fn check_kind(spec: &OperationSpec, param: &ParamSpec, value: &Value) -> Result<(), ApiError> {
    let (expected, ok) = match param.kind {
        ParamKind::String => ("a string", value.is_string()),
        ParamKind::Integer => ("an integer", value.is_i64() || value.is_u64()),
        ParamKind::Number => ("a number", value.is_number()),
        ParamKind::Boolean => ("a boolean", value.is_boolean()),
        ParamKind::Array => ("an array", value.is_array()),
        ParamKind::Object => ("an object", value.is_object()),
        ParamKind::Filter => return Ok(()),
    };
    if ok {
        return Ok(());
    }
    Err(ApiError::InvalidArgument {
        operation: spec.id.clone(),
        name: param.name.clone(),
        message: format!("expected {expected}, got {}", json_type(value)),
    })
}

fn json_type(value: &Value) -> &'static str {
    match value {
        Value::Null => "null",
        Value::Bool(_) => "a boolean",
        Value::Number(_) => "a number",
        Value::String(_) => "a string",
        Value::Array(_) => "an array",
        Value::Object(_) => "an object",
    }
}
--*--
• Task prompt: Your task is to find every line above containing the word "Array" and copy it.

• Response for this exercise:
        ParamKind::Array => ("an array", value.is_array()),
        Value::Array(_) => "an array",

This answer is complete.